L’andare all’estero rappresenta davvero una scelta o è ormai l’unica possibilità per ottenere una vita che qui in Italia sembra sfuggirci tra le dita?

I casi di Valeria Solesin e di Giulio Regeni, morti in quell’estero magari sognato magari visto come l’unica possibilità per avere un futuro degno delle proprie capacità e delle proprie aspettative, non possono non colpirci.

Le loro morti mi colpiscono direttamente perché come loro sono italiana, come loro ho 28 anni, come loro sono una dottoranda e perché come loro ho pensato a lungo di vivere la mia vita lontana dall’Italia prima di cambiare prospettive e priorità.

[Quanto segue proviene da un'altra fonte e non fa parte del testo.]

use crate::foundation::error::{CanvasError, CanvasResult};
use crate::render::frame::VideoFrame;
use smallvec::SmallVec;

/// How frames arriving on a pad are kept between callbacks.
#[derive(Clone, Copy, Debug, Default, PartialEq, Eq)]
pub enum PadMode {
    /// Frames are handed to the node and not remembered.
    #[default]
    Transient,
    /// The node may latch the most recent frame; a new one replaces it.
    Latched,
}

/// Pad declaration made once when a node is attached.
///
/// Pad 0 is the primary input.
#[derive(Clone, Debug, PartialEq, Eq)]
pub struct PadLayout {
    modes: SmallVec<[PadMode; 4]>,
    undeclared_latch: Option<usize>,
}

impl PadLayout {
    /// `count` transient pads.
    pub fn new(count: usize) -> Self {
        Self {
            modes: SmallVec::from_elem(PadMode::Transient, count),
            undeclared_latch: None,
        }
    }

    /// Mark `pad` as latched. Indices beyond the count are rejected by [`Self::validate`].
    pub fn latched(mut self, pad: usize) -> Self {
        match self.modes.get_mut(pad) {
            Some(mode) => *mode = PadMode::Latched,
            None => self.undeclared_latch = Some(pad),
        }
        self
    }

    /// Number of declared pads.
    pub fn count(&self) -> usize {
        self.modes.len()
    }

    /// Mode of `pad`, if declared.
    pub fn mode(&self, pad: usize) -> Option<PadMode> {
        self.modes.get(pad).copied()
    }

    /// Fails unless at least one pad is declared.
    pub fn validate(&self) -> CanvasResult<()> {
        if self.modes.is_empty() {
            return Err(CanvasError::validation("a node must declare at least one pad"));
        }
        if let Some(pad) = self.undeclared_latch {
            return Err(CanvasError::validation(format!(
                "latched pad {pad} exceeds the {} declared pads",
                self.modes.len()
            )));
        }
        Ok(())
    }
}

/// Per-callback view of the pipeline handed to [`FrameNode::receive`].
pub struct PadContext<'a> {
    pad: usize,
    layout: &'a PadLayout,
    latched: &'a mut [Option<VideoFrame>],
    out: &'a mut Vec<VideoFrame>,
}

impl<'a> PadContext<'a> {
    pub(crate) fn new(
        pad: usize,
        layout: &'a PadLayout,
        latched: &'a mut [Option<VideoFrame>],
        out: &'a mut Vec<VideoFrame>,
    ) -> Self {
        Self {
            pad,
            layout,
            latched,
            out,
        }
    }

    /// Pad the current frame arrived on.
    pub fn pad(&self) -> usize {
        self.pad
    }

    /// Declared pad layout.
    pub fn layout(&self) -> &PadLayout {
        self.layout
    }

    /// Keep `frame` as the latched frame of the arriving pad, replacing any previous one.
    ///
    /// Fails with a validation error when the arriving pad was not declared latched.
    pub fn latch(&mut self, frame: VideoFrame) -> CanvasResult<()> {
        if self.layout.mode(self.pad) != Some(PadMode::Latched) {
            return Err(CanvasError::validation(format!(
                "pad {} is not latched",
                self.pad
            )));
        }
        if let Some(slot) = self.latched.get_mut(self.pad) {
            *slot = Some(frame);
        }
        Ok(())
    }

    /// Most recent frame latched on `pad`.
    pub fn latched(&self, pad: usize) -> Option<&VideoFrame> {
        self.latched.get(pad).and_then(Option::as_ref)
    }

    /// Emit `frame` downstream. Frames that are never sent are dropped.
    pub fn send(&mut self, frame: VideoFrame) {
        self.out.push(frame);
    }

    /// Number of frames emitted so far in this callback.
    pub fn sent(&self) -> usize {
        self.out.len()
    }
}

/// A per-frame processing unit driven by a [`NodeRunner`](crate::pipeline::runner::NodeRunner).
pub trait FrameNode: Send {
    /// Pad declaration, queried once when the runner is created.
    fn pads(&self) -> PadLayout;

    /// Handle `frame` arriving on `pad`.
    ///
    /// The frame is owned by the callback: send it, latch it, or let it drop.
    fn receive(&mut self, frame: VideoFrame, pad: usize, cx: &mut PadContext<'_>)
    -> CanvasResult<()>;
}

impl<N: FrameNode + ?Sized> FrameNode for Box<N> {
    fn pads(&self) -> PadLayout {
        (**self).pads()
    }

    fn receive(
        &mut self,
        frame: VideoFrame,
        pad: usize,
        cx: &mut PadContext<'_>,
    ) -> CanvasResult<()> {
        (**self).receive(frame, pad, cx)
    }
}
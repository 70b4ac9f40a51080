use super::*;
use crate::foundation::core::Rgba8Premul;
use crate::pipeline::runner::NodeRunner;

const RED: Rgba8Premul = Rgba8Premul::new(255, 0, 0, 255);

#[test]
fn second_hand_points_up_at_zero_and_right_at_fifteen() {
    let dial = render_dial(400, 0.0).unwrap();
    assert_eq!(dial.pixel(200, 140), Some(RED));
    assert_ne!(dial.pixel(260, 200), Some(RED));

    let dial = render_dial(400, 15.0).unwrap();
    assert_eq!(dial.pixel(260, 200), Some(RED));
    assert_ne!(dial.pixel(200, 140), Some(RED));
}

#[test]
fn hour_marks_and_bezel_are_drawn() {
    let dial = render_dial(400, 0.0).unwrap();
    assert_eq!(dial.pixel(200, 90), Some(Rgba8Premul::WHITE));
    assert_eq!(dial.pixel(342, 200), Some(Rgba8Premul::new(0x32, 0x5f, 0xa2, 255)));
    assert_eq!(dial.pixel(0, 0), Some(Rgba8Premul::TRANSPARENT));
}

#[test]
fn hands_are_stroked_white_over_a_dark_panel() {
    let dial = render_dial(400, 15.0).unwrap();
    assert_eq!(dial.pixel(200, 120), Some(Rgba8Premul::WHITE));
}

#[test]
fn dial_scales_with_its_size() {
    let dial = render_dial(200, 0.0).unwrap();
    assert_eq!(dial.pixel(100, 70), Some(RED));
    assert_eq!(dial.pixel(171, 100), Some(Rgba8Premul::new(0x32, 0x5f, 0xa2, 255)));
}

#[test]
fn rendering_is_deterministic() {
    let a = render_dial(400, 12.25).unwrap();
    let b = render_dial(400, 12.25).unwrap();
    assert_eq!(a.fingerprint(), b.fingerprint());
    assert_ne!(a.fingerprint(), render_dial(400, 13.0).unwrap().fingerprint());
}

#[test]
fn zero_sized_dial_is_rejected() {
    assert!(render_dial(0, 0.0).is_err());
}

#[test]
fn node_composites_panel_dial_and_label() {
    let mut runner = NodeRunner::new(ClockNode::new(ClockConfig::default())).unwrap();
    let input = VideoFrame::filled(1280, 720, 1.5, Rgba8Premul::WHITE);
    let out = runner.push_frame(input, 0).unwrap();
    assert_eq!(out.len(), 1);
    let frame = &out[0];
    assert_eq!(frame.pts, 1.5);

    let panel = frame.pixel(1000, 500).unwrap();
    assert_eq!(panel.a, 255);
    assert!((126..=128).contains(&panel.r));
    assert_eq!(frame.pixel(10, 10), Some(Rgba8Premul::WHITE));
    assert_eq!(frame.pixel(647, 420), Some(Rgba8Premul::new(0x32, 0x5f, 0xa2, 255)));

    let runs = runner.node().text().last_runs();
    assert_eq!(runs.len(), 1);
    assert_eq!(runs[0].text, "PTS: 1.5");
    assert_eq!(runs[0].font.size_px, 100.0);
}
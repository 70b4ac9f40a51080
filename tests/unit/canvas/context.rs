use super::*;
use crate::canvas::path::PathCmd;
use crate::canvas::text::TextRunRecorder;
use crate::foundation::error::CanvasError;
use std::f64::consts::{FRAC_PI_2, PI, TAU};

fn lit(frame: &VideoFrame, x: u32, y: u32) -> bool {
    frame.pixel(x, y).is_some_and(|p| p.a != 0)
}

fn covered(frame: &VideoFrame) -> usize {
    frame.pixels().filter(|p| p.a != 0).count()
}

fn center_dist(x: u32, y: u32, cx: f64, cy: f64) -> f64 {
    (f64::from(x) + 0.5 - cx).hypot(f64::from(y) + 0.5 - cy)
}

#[test]
fn filled_disk_covers_pixels_within_radius() {
    let mut frame = VideoFrame::new(32, 32, 0.0);
    let mut ctx = GraphicsContext::new(&mut frame);
    ctx.set_fill_color(Color::WHITE);
    ctx.arc(16.0, 16.0, 10.0, 0.0, TAU, false).unwrap();
    ctx.fill();
    drop(ctx);

    for y in 0..32 {
        for x in 0..32 {
            let d = center_dist(x, y, 16.0, 16.0);
            if d < 9.5 {
                assert!(lit(&frame, x, y), "({x},{y}) at {d} should be inside");
            }
            if d > 10.5 {
                assert!(!lit(&frame, x, y), "({x},{y}) at {d} should be outside");
            }
        }
    }
}

#[test]
fn stroked_circle_stays_inside_its_band() {
    let mut frame = VideoFrame::new(40, 40, 0.0);
    let mut ctx = GraphicsContext::new(&mut frame);
    ctx.set_stroke_color(Color::WHITE);
    ctx.set_line_width(4.0);
    ctx.arc(20.0, 20.0, 12.0, 0.0, TAU, true).unwrap();
    ctx.stroke();
    drop(ctx);

    assert!(covered(&frame) > 0);
    for y in 0..40 {
        for x in 0..40 {
            let d = center_dist(x, y, 20.0, 20.0);
            if d > 14.5 || d < 9.5 {
                assert!(!lit(&frame, x, y), "({x},{y}) at {d} is outside the ring");
            }
            if (d - 12.0).abs() < 1.5 {
                assert!(lit(&frame, x, y), "({x},{y}) at {d} is on the ring");
            }
        }
    }
}

#[test]
fn save_restore_round_trips_transform_and_style() {
    let mut frame = VideoFrame::new(4, 4, 0.0);
    let mut ctx = GraphicsContext::new(&mut frame);
    ctx.translate(3.0, 4.0);
    ctx.set_line_width(7.0);
    let before = (ctx.transform(), ctx.style().clone());

    ctx.save();
    ctx.rotate(1.0);
    ctx.scale(2.0, 3.0);
    ctx.set_line_width(2.0);
    ctx.set_fill_style("red").unwrap();
    ctx.restore().unwrap();

    assert_eq!((ctx.transform(), ctx.style().clone()), before);
    assert_eq!(ctx.unbalanced_saves(), 0);
}

#[test]
fn restore_on_empty_stack_is_an_error_and_a_no_op() {
    let mut frame = VideoFrame::new(4, 4, 0.0);
    let mut ctx = GraphicsContext::new(&mut frame);
    ctx.translate(1.0, 2.0);
    let before = ctx.transform();
    assert!(matches!(ctx.restore(), Err(CanvasError::StackUnderflow)));
    assert_eq!(ctx.transform(), before);
}

#[test]
fn unbalanced_saves_are_counted() {
    let mut frame = VideoFrame::new(4, 4, 0.0);
    let mut ctx = GraphicsContext::new(&mut frame);
    ctx.save();
    ctx.save();
    ctx.restore().unwrap();
    assert_eq!(ctx.unbalanced_saves(), 1);
}

#[test]
fn points_are_captured_when_issued() {
    let mut frame = VideoFrame::new(4, 4, 0.0);
    let mut ctx = GraphicsContext::new(&mut frame);
    ctx.move_to(10.0, 0.0);
    ctx.rotate(FRAC_PI_2);
    ctx.line_to(10.0, 0.0).unwrap();

    let cmds = ctx.path().commands();
    let PathCmd::MoveTo(a) = cmds[0] else {
        panic!("expected move");
    };
    let PathCmd::LineTo(b) = cmds[1] else {
        panic!("expected line");
    };
    assert_eq!(a, Point::new(10.0, 0.0));
    assert!((b.x - 0.0).abs() < 1e-9 && (b.y - 10.0).abs() < 1e-9);
}

#[test]
fn clock_hand_points_up_after_quarter_turn_back() {
    let mut frame = VideoFrame::new(40, 40, 0.0);
    let mut ctx = GraphicsContext::new(&mut frame);
    ctx.translate(20.0, 20.0);
    ctx.rotate(-FRAC_PI_2);
    ctx.set_line_width(2.0);
    ctx.set_stroke_color(Color::WHITE);
    ctx.move_to(0.0, 0.0);
    ctx.line_to(15.0, 0.0).unwrap();
    ctx.stroke();
    drop(ctx);

    assert!(lit(&frame, 20, 8));
    assert!(!lit(&frame, 20, 30));
    assert!(!lit(&frame, 32, 20));
}

#[test]
fn line_to_without_current_point_fails_and_keeps_path() {
    let mut frame = VideoFrame::new(4, 4, 0.0);
    let mut ctx = GraphicsContext::new(&mut frame);
    assert!(matches!(ctx.line_to(1.0, 1.0), Err(CanvasError::NoCurrentPoint)));
    assert!(ctx.path().is_empty());
}

#[test]
fn negative_radius_is_rejected() {
    let mut frame = VideoFrame::new(4, 4, 0.0);
    let mut ctx = GraphicsContext::new(&mut frame);
    assert!(matches!(
        ctx.arc(0.0, 0.0, -1.0, 0.0, PI, false),
        Err(CanvasError::Validation(_))
    ));
}

#[test]
fn non_uniform_scale_draws_an_ellipse_or_rejects() {
    let mut frame = VideoFrame::new(40, 40, 0.0);
    let mut ctx = GraphicsContext::new(&mut frame);
    ctx.set_fill_color(Color::WHITE);
    ctx.translate(20.0, 20.0);
    ctx.scale(2.0, 1.0);
    ctx.arc(0.0, 0.0, 8.0, 0.0, TAU, false).unwrap();
    ctx.fill();
    drop(ctx);
    assert!(lit(&frame, 35, 20));
    assert!(!lit(&frame, 20, 30));

    let mut frame = VideoFrame::new(4, 4, 0.0);
    let mut ctx = GraphicsContext::new(&mut frame).with_arc_policy(ArcPolicy::Reject);
    ctx.scale(2.0, 1.0);
    assert!(matches!(
        ctx.arc(0.0, 0.0, 1.0, 0.0, PI, false),
        Err(CanvasError::UnsupportedTransform(_))
    ));
}

#[test]
fn line_width_scales_with_transform() {
    let mut thin = VideoFrame::new(40, 40, 0.0);
    let mut ctx = GraphicsContext::new(&mut thin);
    ctx.set_line_width(2.0);
    ctx.move_to(5.0, 20.0);
    ctx.line_to(35.0, 20.0).unwrap();
    ctx.stroke();
    drop(ctx);

    let mut thick = VideoFrame::new(40, 40, 0.0);
    let mut ctx = GraphicsContext::new(&mut thick);
    ctx.scale(2.0, 2.0);
    ctx.set_line_width(2.0);
    ctx.move_to(2.5, 10.0);
    ctx.line_to(17.5, 10.0).unwrap();
    ctx.stroke();
    drop(ctx);

    assert_eq!(covered(&thin), 60);
    assert_eq!(covered(&thick), 120);
}

#[test]
fn negative_line_width_is_ignored() {
    let mut frame = VideoFrame::new(4, 4, 0.0);
    let mut ctx = GraphicsContext::new(&mut frame);
    ctx.set_line_width(3.0);
    ctx.set_line_width(-1.0);
    ctx.set_line_width(f64::NAN);
    assert_eq!(ctx.style().line_width, 3.0);
}

#[test]
fn global_alpha_scales_fill_paint() {
    let mut frame = VideoFrame::new(4, 4, 0.0);
    let mut ctx = GraphicsContext::new(&mut frame);
    ctx.set_fill_color(Color::WHITE);
    ctx.set_global_alpha(0.5);
    ctx.fill_rect(0.0, 0.0, 4.0, 4.0);
    ctx.set_global_alpha(7.0);
    assert_eq!(ctx.style().global_alpha, 1.0);
    drop(ctx);
    let px = frame.pixel(1, 1).unwrap();
    assert!((127..=128).contains(&px.a));
    assert_eq!(px.r, px.a);
}

#[test]
fn rect_helpers_do_not_touch_the_current_path() {
    let mut frame = VideoFrame::filled(10, 10, 0.0, Rgba8Premul::WHITE);
    let mut ctx = GraphicsContext::new(&mut frame);
    ctx.move_to(1.0, 1.0);
    assert_eq!(ctx.clear_rect(2.0, 2.0, 3.0, 3.0), 9);
    ctx.set_stroke_color(Color::BLACK);
    ctx.stroke_rect(0.0, 0.0, 10.0, 10.0);
    assert_eq!(ctx.path().commands().len(), 1);
    drop(ctx);
    assert_eq!(frame.pixel(3, 3), Some(Rgba8Premul::TRANSPARENT));
    assert_eq!(frame.pixel(5, 5), Some(Rgba8Premul::WHITE));
}

#[test]
fn fill_keeps_the_path_and_begin_path_clears_it() {
    let mut frame = VideoFrame::new(8, 8, 0.0);
    let mut ctx = GraphicsContext::new(&mut frame);
    ctx.rect(0.0, 0.0, 4.0, 4.0);
    assert_eq!(ctx.fill(), 16);
    assert_eq!(ctx.fill(), 16);
    ctx.begin_path();
    assert_eq!(ctx.fill(), 0);
    assert!(ctx.path().current_point().is_none());
}

#[test]
fn ellipse_bezier_fills_its_box() {
    let mut frame = VideoFrame::new(40, 20, 0.0);
    let mut ctx = GraphicsContext::new(&mut frame);
    ctx.set_fill_color(Color::WHITE);
    ctx.ellipse_bezier(0.0, 0.0, 40.0, 20.0).unwrap();
    ctx.fill();
    drop(ctx);
    assert!(lit(&frame, 20, 10));
    assert!(lit(&frame, 1, 10));
    assert!(!lit(&frame, 0, 0));
    assert!(!lit(&frame, 39, 19));
}

#[test]
fn text_is_queued_without_a_renderer() {
    let mut frame = VideoFrame::new(8, 8, 0.0);
    let mut ctx = GraphicsContext::new(&mut frame);
    ctx.set_font("100px Arial").unwrap();
    ctx.translate(10.0, 0.0);
    ctx.stroke_text("PTS: 1", 600.0, 700.0).unwrap();
    let runs = ctx.take_text_runs();
    assert_eq!(runs.len(), 1);
    assert_eq!(runs[0].origin, Point::new(610.0, 700.0));
    assert_eq!(runs[0].mode, TextMode::Stroke);
    assert_eq!(runs[0].font.size_px, 100.0);
    assert!(ctx.take_text_runs().is_empty());
}

#[test]
fn text_goes_to_the_attached_renderer() {
    let mut frame = VideoFrame::new(8, 8, 0.0);
    let mut recorder = TextRunRecorder::new();
    let mut ctx = GraphicsContext::new(&mut frame).with_text_renderer(&mut recorder);
    ctx.set_fill_color(Color::rgb(255, 0, 0));
    ctx.fill_text("hello", 1.0, 2.0).unwrap();
    assert!(ctx.take_text_runs().is_empty());
    drop(ctx);
    assert_eq!(recorder.runs().len(), 1);
    assert_eq!(recorder.runs()[0].color, Rgba8Premul::new(255, 0, 0, 255));
}

#[test]
fn draw_image_follows_the_transform() {
    let src = VideoFrame::filled(2, 2, 0.0, Rgba8Premul::WHITE);
    let mut frame = VideoFrame::new(16, 16, 0.0);
    let mut ctx = GraphicsContext::new(&mut frame);
    ctx.translate(4.0, 4.0);
    ctx.draw_image(&src, 0.0, 0.0, 8.0, 8.0);
    drop(ctx);
    assert_eq!(covered(&frame), 64);
    assert!(lit(&frame, 4, 4));
    assert!(!lit(&frame, 3, 4));
    assert!(lit(&frame, 11, 11));
    assert!(!lit(&frame, 12, 11));
}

Mi colpiscono perché la vita è stata strappata in modo orribile a due ragazzi che probabilmente vivevano con passione e curiosità le loro esistenze e che avevano pensato di poter trovare altrove quella gioia e quella speranza che il nostro Paese ci nega ormai da troppo tempo.

Mi colpiscono perché sono morti dei ragazzi: pensare che quei sorrisi che vediamo in foto saranno d’ora in poi solo un ricordo mi fa male.

Un pezzetto della migliore Italia, quella silenziosa e fatta di ragazzi che studiano nelle università anche se l’istruzione di alto livello sembra non servire più, che fanno ricerca dentro e fuori il Paese, che lavorano sottopagati nelle università e non, che cercano ogni giorno nuove opportunità e che nonostante tutto lottano, si arrangiano e sognano, se ne va con loro.
Sì, con loro che purtroppo vengono ricordati solo a causa delle loro morti brutali e ingiuste perché, alla fine, l’Italia dell’italiano medio prevale ogni giorno.

Immagine in evidenza da ilsole24ore.com

[author] [author_image timthumb=’on’]http://www.ilpostgiusto.com/wp-content/uploads/2015/01/Betta_.jpg[/author_image] [author_info]Elisabetta Graziani, 28 anni, di Roma. Dottoranda in Storia Medievale, ama Boston, il calcio e le cose belle di ogni tipo (compreso Kevin Spacey). Per ardua ad Astra.[/author_info] [/author]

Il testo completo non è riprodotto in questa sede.